Laurenson, P. and Saaze, V. van (2014). Collecting Performance-based Art: New Challenges and Shifting Perspectives. In: O. Remes (etal.) Performativity in the Gallery: Staging Interactive Encounters. Peter Lang, pp. 27-41.

This chapter is informed by research conducted as part of the network Collecting the Performative: A Research Network Examining Emerging Practice for Collecting and Conserving Performance-based Art (2012–13). This interdisciplinary network draws on a range of practitioners, academics, artists and professionals to examine emerging models for the conservation and documentation of artists’ performance, drawing upon the practices of dance, theatre and activism in order to identify parallels in the concept of a work and related notions of authorship, authenticity, autonomy, documentation, memory, continuity and liveness. It examines the conceptual and practical challenges related to collecting and conserving artists’ performance.

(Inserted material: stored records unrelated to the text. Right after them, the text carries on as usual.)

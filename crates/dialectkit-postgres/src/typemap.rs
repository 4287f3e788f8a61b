use dialectkit_core::{Column, SqlTypeName};

/// Render the PostgreSQL type for a column's generic type.
///
/// Side effect: a `SERIAL`/`BIGSERIAL` column is marked auto-increment and
/// NOT NULL, since the serial types imply both.
pub fn sql_type(column: &mut Column) -> String {
    let name = column.sql_type.name;
    let base = match name {
        SqlTypeName::TinyInt => return SqlTypeName::SmallInt.to_string(),
        SqlTypeName::MediumInt | SqlTypeName::Int | SqlTypeName::Integer => {
            return if column.is_autoincrement {
                SqlTypeName::Serial.to_string()
            } else {
                SqlTypeName::Integer.to_string()
            };
        }
        SqlTypeName::Serial | SqlTypeName::BigSerial => {
            column.is_autoincrement = true;
            column.nullable = false;
            name.as_str()
        }
        SqlTypeName::Binary | SqlTypeName::VarBinary => return SqlTypeName::Bytea.to_string(),
        SqlTypeName::DateTime => SqlTypeName::TimeStamp.as_str(),
        SqlTypeName::TimeStampz => return "timestamp with time zone".to_string(),
        SqlTypeName::Float => SqlTypeName::Real.as_str(),
        SqlTypeName::TinyText | SqlTypeName::MediumText | SqlTypeName::LongText => {
            SqlTypeName::Text.as_str()
        }
        SqlTypeName::Uuid => SqlTypeName::Uuid.as_str(),
        SqlTypeName::Blob
        | SqlTypeName::TinyBlob
        | SqlTypeName::MediumBlob
        | SqlTypeName::LongBlob => return SqlTypeName::Bytea.to_string(),
        SqlTypeName::Double => return "DOUBLE PRECISION".to_string(),
        _ if column.is_autoincrement => return SqlTypeName::Serial.to_string(),
        other => other.as_str(),
    };

    if column.length2 > 0 {
        format!("{base}({},{})", column.length, column.length2)
    } else if column.length > 0 {
        format!("{base}({})", column.length)
    } else {
        base.to_string()
    }
}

This book Performity in the Gallery: Staging Interactive Encounters (2014) coincides with an increase in the programming of live art elements in many galleries and museums. Traditional art history has, however, been wary of live art’s interdisciplinarity and its tendency to encourage increased formal and conceptual risk taking. Time-based performances have challenged the conventions of documentation and the viewer’s access to the art experience. This book questions the canon of art history by exploring participation, liveness, interactivity, digital and process-based performative practices and performance for the camera, as presented in gallery spaces. The essays present both academic research as well as case studies of curatorial projects that have pushed the boundaries of the art historical practice.